▶ **Task brief**
Every line below must be given again exactly.

────────

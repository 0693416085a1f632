//! Capability gate: can a role see a navigation item given the tenant's enabled modules?
//!
//! Two independent checks, both of which must pass:
//! - **module**: an item with required modules needs at least one of them enabled. If the
//!   tenant's modules are [`EnabledModules::Unknown`] the check passes, so core navigation does
//!   not disappear while module data is loading.
//! - **role**: an item with an allow-list needs the role to be listed, unless the role is
//!   `org_admin` or `administrator`.
//!
//! The gate never fails. Visibility here is a UI concern; the backend authorizes every call.

use crate::navigation::{NavItem, NavigationCatalog};
use crate::role::CanonicalRole;
use carenav_types::ModuleName;
use std::collections::BTreeSet;

/// A tenant's enabled modules, as far as the UI knows.
#[derive(Clone, Debug, Default, PartialEq, Eq)]
pub enum EnabledModules {
    /// Not loaded yet, or the fetch failed.
    #[default]
    Unknown,
    Known(BTreeSet<ModuleName>),
}

impl EnabledModules {
    /// Builds a known set from raw names, skipping blank entries.
    pub fn from_names<I, T>(names: I) -> Self
    where
        I: IntoIterator<Item = T>,
        T: AsRef<str>,
    {
        Self::Known(
            names
                .into_iter()
                .filter_map(|name| ModuleName::new(name).ok())
                .collect(),
        )
    }

    /// `true` if any of `required` is enabled, or if the module set is unknown.
    pub fn permits_any(&self, required: &[ModuleName]) -> bool {
        match self {
            Self::Unknown => true,
            Self::Known(enabled) => required.iter().any(|module| enabled.contains(module)),
        }
    }

    pub fn is_known(&self) -> bool {
        matches!(self, Self::Known(_))
    }
}

/// Whether `role` can see `item` given `modules`.
pub fn is_visible(item: &NavItem, role: &CanonicalRole, modules: &EnabledModules) -> bool {
    let module_eligible = item.required_modules.is_empty() || modules.permits_any(&item.required_modules);

    let role_eligible = item.allowed_roles.is_empty()
        || role.bypasses_allow_lists()
        || item.allowed_roles.contains(role);

    module_eligible && role_eligible
}

/// Page-level guard built on the same gate.
///
/// A path is accessible when some item with that path in the role's navigation passes the gate.
/// Paths that do not appear anywhere in the catalog are not navigation-controlled and are
/// accessible.
pub fn can_access(
    path: &str,
    role: &CanonicalRole,
    modules: &EnabledModules,
    catalog: &NavigationCatalog,
) -> bool {
    let mut candidates = catalog
        .base_tree(role)
        .iter()
        .flat_map(|group| group.items.iter())
        .filter(|item| item.path == path)
        .peekable();

    if candidates.peek().is_none() {
        return !catalog.contains_path(path);
    }

    candidates.any(|item| is_visible(item, role, modules))
}

#[cfg(test)]
mod tests {
    use super::*;
    use crate::navigation::NavItem;

    fn item_requiring(modules: &[&str]) -> NavItem {
        NavItem::new("/x", "X").with_modules(modules)
    }

    fn item_allowing(roles: &[CanonicalRole]) -> NavItem {
        NavItem::new("/x", "X").with_roles(roles)
    }

    #[test]
    fn unconstrained_item_is_visible_to_everyone() {
        let item = NavItem::new("/dashboard", "Dashboard");
        for role in [CanonicalRole::Patient, CanonicalRole::Other("janitor".into())] {
            assert!(is_visible(&item, &role, &EnabledModules::from_names(Vec::<&str>::new())));
        }
    }

    #[test]
    fn org_admin_bypasses_allow_list() {
        let item = item_allowing(&[CanonicalRole::SuperAdmin]);
        assert!(is_visible(&item, &CanonicalRole::OrgAdmin, &EnabledModules::Unknown));
        assert!(is_visible(&item, &CanonicalRole::Administrator, &EnabledModules::Unknown));
    }

    #[test]
    fn unlisted_role_is_rejected() {
        let item = item_allowing(&[CanonicalRole::Accountant]);
        assert!(!is_visible(&item, &CanonicalRole::Doctor, &EnabledModules::Unknown));
        assert!(is_visible(&item, &CanonicalRole::Accountant, &EnabledModules::Unknown));
    }

    #[test]
    fn super_admin_does_not_bypass_allow_lists() {
        let item = item_allowing(&[CanonicalRole::Accountant]);
        assert!(!is_visible(&item, &CanonicalRole::SuperAdmin, &EnabledModules::Unknown));
    }

    #[test]
    fn unknown_modules_fail_open() {
        let item = item_requiring(&["pharmacy"]);
        assert!(is_visible(&item, &CanonicalRole::Doctor, &EnabledModules::Unknown));
    }

    #[test]
    fn module_gate_requires_intersection() {
        let item = item_requiring(&["lab"]);
        let modules = EnabledModules::from_names(["pharmacy"]);
        assert!(!is_visible(&item, &CanonicalRole::Doctor, &modules));

        let item = item_requiring(&["lab", "pharmacy"]);
        assert!(is_visible(&item, &CanonicalRole::Doctor, &modules));
    }

    #[test]
    fn module_gate_applies_to_admins_too() {
        let item = item_requiring(&["lab"]);
        let modules = EnabledModules::from_names(Vec::<&str>::new());
        assert!(!is_visible(&item, &CanonicalRole::Administrator, &modules));
    }

    #[test]
    fn both_checks_must_pass() {
        let item = NavItem::new("/payments", "Payments")
            .with_modules(&["billing"])
            .with_roles(&[CanonicalRole::Accountant]);
        let billing = EnabledModules::from_names(["billing"]);
        let none = EnabledModules::from_names(["lab"]);

        assert!(is_visible(&item, &CanonicalRole::Accountant, &billing));
        assert!(!is_visible(&item, &CanonicalRole::Accountant, &none));
        assert!(!is_visible(&item, &CanonicalRole::Nurse, &billing));
    }

    #[test]
    fn module_names_compare_case_insensitively() {
        let item = item_requiring(&["Pharmacy"]);
        assert!(is_visible(
            &item,
            &CanonicalRole::Pharmacist,
            &EnabledModules::from_names(["PHARMACY"])
        ));
    }

    #[test]
    fn can_access_uses_role_tree() {
        let catalog = NavigationCatalog::builtin();
        let clinic = EnabledModules::from_names(["clinic", "pharmacy", "billing"]);

        assert!(can_access("/encounters", &CanonicalRole::Doctor, &clinic, &catalog));
        assert!(!can_access("/payments", &CanonicalRole::Doctor, &clinic, &catalog));
        assert!(can_access("/payments", &CanonicalRole::Accountant, &clinic, &catalog));
        assert!(can_access("/help", &CanonicalRole::Patient, &clinic, &catalog));
    }
}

────────

▶ **Response for this exercise**
repository 0693416085a1f632
//! Capability gate: can a role see a navigation item given the tenant's enabled modules?
//!
//! Two independent checks, both of which must pass:
//! - **module**: an item with required modules needs at least one of them enabled. If the
//!   tenant's modules are [`EnabledModules::Unknown`] the check passes, so core navigation does
//!   not disappear while module data is loading.
//! - **role**: an item with an allow-list needs the role to be listed, unless the role is
//!   `org_admin` or `administrator`.
//!
//! The gate never fails. Visibility here is a UI concern; the backend authorizes every call.

use crate::navigation::{NavItem, NavigationCatalog};
use crate::role::CanonicalRole;
use carenav_types::ModuleName;
use std::collections::BTreeSet;

/// A tenant's enabled modules, as far as the UI knows.
#[derive(Clone, Debug, Default, PartialEq, Eq)]
pub enum EnabledModules {
    /// Not loaded yet, or the fetch failed.
    #[default]
    Unknown,
    Known(BTreeSet<ModuleName>),
}

impl EnabledModules {
    /// Builds a known set from raw names, skipping blank entries.
    pub fn from_names<I, T>(names: I) -> Self
    where
        I: IntoIterator<Item = T>,
        T: AsRef<str>,
    {
        Self::Known(
            names
                .into_iter()
                .filter_map(|name| ModuleName::new(name).ok())
                .collect(),
        )
    }

    /// `true` if any of `required` is enabled, or if the module set is unknown.
    pub fn permits_any(&self, required: &[ModuleName]) -> bool {
        match self {
            Self::Unknown => true,
            Self::Known(enabled) => required.iter().any(|module| enabled.contains(module)),
        }
    }

    pub fn is_known(&self) -> bool {
        matches!(self, Self::Known(_))
    }
}

/// Whether `role` can see `item` given `modules`.
pub fn is_visible(item: &NavItem, role: &CanonicalRole, modules: &EnabledModules) -> bool {
    let module_eligible = item.required_modules.is_empty() || modules.permits_any(&item.required_modules);

    let role_eligible = item.allowed_roles.is_empty()
        || role.bypasses_allow_lists()
        || item.allowed_roles.contains(role);

    module_eligible && role_eligible
}

/// Page-level guard built on the same gate.
///
/// A path is accessible when some item with that path in the role's navigation passes the gate.
/// Paths that do not appear anywhere in the catalog are not navigation-controlled and are
/// accessible.
pub fn can_access(
    path: &str,
    role: &CanonicalRole,
    modules: &EnabledModules,
    catalog: &NavigationCatalog,
) -> bool {
    let mut candidates = catalog
        .base_tree(role)
        .iter()
        .flat_map(|group| group.items.iter())
        .filter(|item| item.path == path)
        .peekable();

    if candidates.peek().is_none() {
        return !catalog.contains_path(path);
    }

    candidates.any(|item| is_visible(item, role, modules))
}

#[cfg(test)]
mod tests {
    use super::*;
    use crate::navigation::NavItem;

    fn item_requiring(modules: &[&str]) -> NavItem {
        NavItem::new("/x", "X").with_modules(modules)
    }

    fn item_allowing(roles: &[CanonicalRole]) -> NavItem {
        NavItem::new("/x", "X").with_roles(roles)
    }

    #[test]
    fn unconstrained_item_is_visible_to_everyone() {
        let item = NavItem::new("/dashboard", "Dashboard");
        for role in [CanonicalRole::Patient, CanonicalRole::Other("janitor".into())] {
            assert!(is_visible(&item, &role, &EnabledModules::from_names(Vec::<&str>::new())));
        }
    }

    #[test]
    fn org_admin_bypasses_allow_list() {
        let item = item_allowing(&[CanonicalRole::SuperAdmin]);
        assert!(is_visible(&item, &CanonicalRole::OrgAdmin, &EnabledModules::Unknown));
        assert!(is_visible(&item, &CanonicalRole::Administrator, &EnabledModules::Unknown));
    }

    #[test]
    fn unlisted_role_is_rejected() {
        let item = item_allowing(&[CanonicalRole::Accountant]);
        assert!(!is_visible(&item, &CanonicalRole::Doctor, &EnabledModules::Unknown));
        assert!(is_visible(&item, &CanonicalRole::Accountant, &EnabledModules::Unknown));
    }

    #[test]
    fn super_admin_does_not_bypass_allow_lists() {
        let item = item_allowing(&[CanonicalRole::Accountant]);
        assert!(!is_visible(&item, &CanonicalRole::SuperAdmin, &EnabledModules::Unknown));
    }

    #[test]
    fn unknown_modules_fail_open() {
        let item = item_requiring(&["pharmacy"]);
        assert!(is_visible(&item, &CanonicalRole::Doctor, &EnabledModules::Unknown));
    }

    #[test]
    fn module_gate_requires_intersection() {
        let item = item_requiring(&["lab"]);
        let modules = EnabledModules::from_names(["pharmacy"]);
        assert!(!is_visible(&item, &CanonicalRole::Doctor, &modules));

        let item = item_requiring(&["lab", "pharmacy"]);
        assert!(is_visible(&item, &CanonicalRole::Doctor, &modules));
    }

    #[test]
    fn module_gate_applies_to_admins_too() {
        let item = item_requiring(&["lab"]);
        let modules = EnabledModules::from_names(Vec::<&str>::new());
        assert!(!is_visible(&item, &CanonicalRole::Administrator, &modules));
    }

    #[test]
    fn both_checks_must_pass() {
        let item = NavItem::new("/payments", "Payments")
            .with_modules(&["billing"])
            .with_roles(&[CanonicalRole::Accountant]);
        let billing = EnabledModules::from_names(["billing"]);
        let none = EnabledModules::from_names(["lab"]);

        assert!(is_visible(&item, &CanonicalRole::Accountant, &billing));
        assert!(!is_visible(&item, &CanonicalRole::Accountant, &none));
        assert!(!is_visible(&item, &CanonicalRole::Nurse, &billing));
    }

    #[test]
    fn module_names_compare_case_insensitively() {
        let item = item_requiring(&["Pharmacy"]);
        assert!(is_visible(
            &item,
            &CanonicalRole::Pharmacist,
            &EnabledModules::from_names(["PHARMACY"])
        ));
    }

    #[test]
    fn can_access_uses_role_tree() {
        let catalog = NavigationCatalog::builtin();
        let clinic = EnabledModules::from_names(["clinic", "pharmacy", "billing"]);

        assert!(can_access("/encounters", &CanonicalRole::Doctor, &clinic, &catalog));
        assert!(!can_access("/payments", &CanonicalRole::Doctor, &clinic, &catalog));
        assert!(can_access("/payments", &CanonicalRole::Accountant, &clinic, &catalog));
        assert!(can_access("/help", &CanonicalRole::Patient, &clinic, &catalog));
    }
}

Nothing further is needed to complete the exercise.